DATA SUPPLIED:
*** Block opens ***
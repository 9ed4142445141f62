//! Size-aware partitioning of jobs into worker groups.
//!
//! The balancer minimizes the makespan of the slowest worker with the
//! classic longest-processing-time (LPT) greedy heuristic, which stays
//! within 4/3 of the optimal maximum group weight. When no job carries a
//! weight it falls back to slicing the list into `4 × worker_count`
//! contiguous chunks, over-provisioning chunk count so early-finishing
//! workers can pull more work from the dispatcher queue instead of idling.

use std::cmp::Reverse;
use std::collections::BinaryHeap;

use tracing::debug;

use super::job::{Job, WorkerGroup};

/// Chunk-per-worker multiplier used when no weights are available.
const CHUNKS_PER_WORKER: usize = 4;

/// Partitions `jobs` into at most `worker_count` groups (weighted path) or
/// `4 × worker_count` chunks (weightless path), dropping empty groups.
///
/// Jobs with an unreadable weight (`Some(0)`) are scheduled like any other
/// job; only a list where *no* job carries a weight triggers the chunked
/// fallback. Order within each group is the assignment order, which for
/// equal weights preserves enumeration order.
///
/// # Panics
///
/// Does not panic; `worker_count == 0` is clamped to 1.
pub fn balance(jobs: Vec<Job>, worker_count: usize) -> Vec<WorkerGroup> {
    let worker_count = worker_count.max(1);

    if jobs.is_empty() {
        return Vec::new();
    }

    if jobs.iter().all(|j| j.weight.is_none()) {
        debug!(
            n_jobs = jobs.len(),
            worker_count, "No weights available, falling back to chunked slicing"
        );
        return chunk(jobs, worker_count);
    }

    lpt(jobs, worker_count)
}

/// Longest-processing-time greedy bin-packing.
fn lpt(mut jobs: Vec<Job>, worker_count: usize) -> Vec<WorkerGroup> {
    // Stable sort keeps enumeration order for equal weights, which makes
    // the produced groups deterministic.
    jobs.sort_by_key(|j| Reverse(j.effective_weight()));

    let mut groups = vec![WorkerGroup::default(); worker_count];

    // Min-heap over (load, worker index): pops the least-loaded worker,
    // ties broken by the lowest index.
    let mut loads: BinaryHeap<Reverse<(u64, usize)>> = (0..worker_count)
        .map(|idx| Reverse((0u64, idx)))
        .collect();

    for job in jobs {
        let Reverse((load, idx)) = loads.pop().unwrap_or(Reverse((0, 0)));
        let load = load + job.effective_weight();
        groups[idx].push(job);
        loads.push(Reverse((load, idx)));
    }

    groups.retain(|g| !g.is_empty());

    debug!(
        n_groups = groups.len(),
        max_weight = groups.iter().map(WorkerGroup::total_weight).max(),
        "Balanced jobs with LPT"
    );

    groups
}

/// Contiguous equal-length chunking into `4 × worker_count` groups.
fn chunk(jobs: Vec<Job>, worker_count: usize) -> Vec<WorkerGroup> {
    let target_chunks = worker_count * CHUNKS_PER_WORKER;
    let chunk_size = jobs.len().div_ceil(target_chunks).max(1);

    jobs.chunks(chunk_size)
        .map(|batch| WorkerGroup::new(batch.to_vec()))
        .collect()
}
//! Shell-command job function.
//!
//! `CommandJobFn` keeps the engine format-agnostic: the per-file mutation
//! is delegated to an external command with the file path substituted for
//! a `{}` placeholder (appended as a final argument when the template has
//! none). Exit status zero means the mutation was durably applied; the
//! command is expected to be idempotent, typically by writing to a temp
//! file and renaming over the original.

use std::process::Command;

use tracing::trace;

use crate::scheduler::{Job, JobFn, ResourceProfile};

/// Placeholder replaced by the (shell-quoted) file path.
const PLACEHOLDER: &str = "{}";

/// Executes a shell command template once per job.
pub struct CommandJobFn {
    template: String,
    profile: ResourceProfile,
}

impl CommandJobFn {
    /// Creates a job function from a command template, e.g.
    /// `"csvcut -C 1 {} > {}.tmp && mv {}.tmp {}"`.
    pub fn new(template: impl Into<String>, profile: ResourceProfile) -> Self {
        Self {
            template: template.into(),
            profile,
        }
    }

    fn render(&self, path: &str) -> String {
        let quoted = shell_quote(path);
        if self.template.contains(PLACEHOLDER) {
            self.template.replace(PLACEHOLDER, &quoted)
        } else {
            format!("{} {}", self.template, quoted)
        }
    }
}

impl JobFn for CommandJobFn {
    fn profile(&self) -> ResourceProfile {
        self.profile
    }

    fn run(&self, job: &Job) -> Result<Option<serde_json::Value>, String> {
        let command = self.render(&job.id);
        trace!(job_id = %job.id, %command, "Running job command");

        let output = Command::new("sh")
            .arg("-c")
            .arg(&command)
            .output()
            .map_err(|e| format!("failed to spawn command: {e}"))?;

        if output.status.success() {
            Ok(Some(serde_json::json!({ "exit_code": 0 })))
        } else {
            let stderr = String::from_utf8_lossy(&output.stderr);
            let code = output.status.code().unwrap_or(-1);
            Err(format!("exit code {code}: {}", stderr.trim()))
        }
    }
}

/// Single-quotes `s` for POSIX shells.
fn shell_quote(s: &str) -> String {
    format!("'{}'", s.replace('\'', r"'\''"))
}

#[cfg(test)]
mod tests {
    use super::*;

    fn job(id: &str) -> Job {
        Job::new(id)
    }

    #[test]
    fn test_placeholder_substitution() {
        let f = CommandJobFn::new("head -n1 {} > {}.out", ResourceProfile::IoBound);
        assert_eq!(f.render("a.csv"), "head -n1 'a.csv' > 'a.csv'.out");
    }

    #[test]
    fn test_path_appended_without_placeholder() {
        let f = CommandJobFn::new("wc -l", ResourceProfile::IoBound);
        assert_eq!(f.render("data/b.csv"), "wc -l 'data/b.csv'");
    }

    #[test]
    fn test_quote_escapes_single_quotes() {
        assert_eq!(shell_quote("it's.csv"), r"'it'\''s.csv'");
    }

    #[test]
    fn test_successful_command_reports_metrics() {
        let f = CommandJobFn::new("true", ResourceProfile::IoBound);
        let metrics = f.run(&job("ignored")).unwrap();
        assert_eq!(metrics, Some(serde_json::json!({ "exit_code": 0 })));
    }

    #[test]
    fn test_failing_command_carries_stderr() {
        let f = CommandJobFn::new("echo oops >&2; exit 3; #", ResourceProfile::IoBound);
        let err = f.run(&job("ignored")).unwrap_err();
        assert!(err.contains("exit code 3"), "{err}");
        assert!(err.contains("oops"), "{err}");
    }

    #[test]
    fn test_command_touches_real_file() {
        let dir = tempfile::tempdir().unwrap();
        let path = dir.path().join("x.csv");
        std::fs::write(&path, "col,val\n").unwrap();

        let f = CommandJobFn::new("rm {}", ResourceProfile::IoBound);
        f.run(&job(&path.display().to_string())).unwrap();
        assert!(!path.exists());
    }
}
//! Source generators for MVVM view binding.
//!
//! This crate implements:
//! - The binder generator (binding fields, converters, adapters, `BindMembers`)
//! - The internal union generator (union wrappers and their registry)
//! - Forwarding of `[field: ...]` attributes onto generated members
//! - A pipeline that runs both generators over one compilation
//!
//! ```ignore
//! let compilation = Compilation::builder("Game")
//!     .references(standard_references())
//!     .source("TextBinder.cs", text)
//!     .build()?;
//! let output = mvgen_codegen::generate(&compilation, &GeneratorConfig::default(), &CancellationToken::new())?;
//! ```

pub mod binder;
mod cancel;
pub mod constants;
pub mod diagnostics;
mod error;
mod forward;
mod generator;
pub mod model;
pub mod output;
mod pipeline;
mod printer;
pub mod scanner;
pub mod semantic;
pub mod union;

pub use binder::{BinderDeclaration, BinderGenerator};
pub use cancel::CancellationToken;
pub use error::{GeneratorError, Result};
pub use generator::{GeneratedSource, GeneratorOutput, SourceGenerator};
pub use output::write_sources;
pub use pipeline::generate;
pub use union::{InternalUnionDeclaration, InternalUnionGenerator};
*** Block closes ***
YOUR INSTRUCTIONS:
In the lines above, find the word "Some" and copy each line that contains it.

TASK RESULT:
/// Jobs with an unreadable weight (`Some(0)`) are scheduled like any other
            Ok(Some(serde_json::json!({ "exit_code": 0 })))
        assert_eq!(metrics, Some(serde_json::json!({ "exit_code": 0 })));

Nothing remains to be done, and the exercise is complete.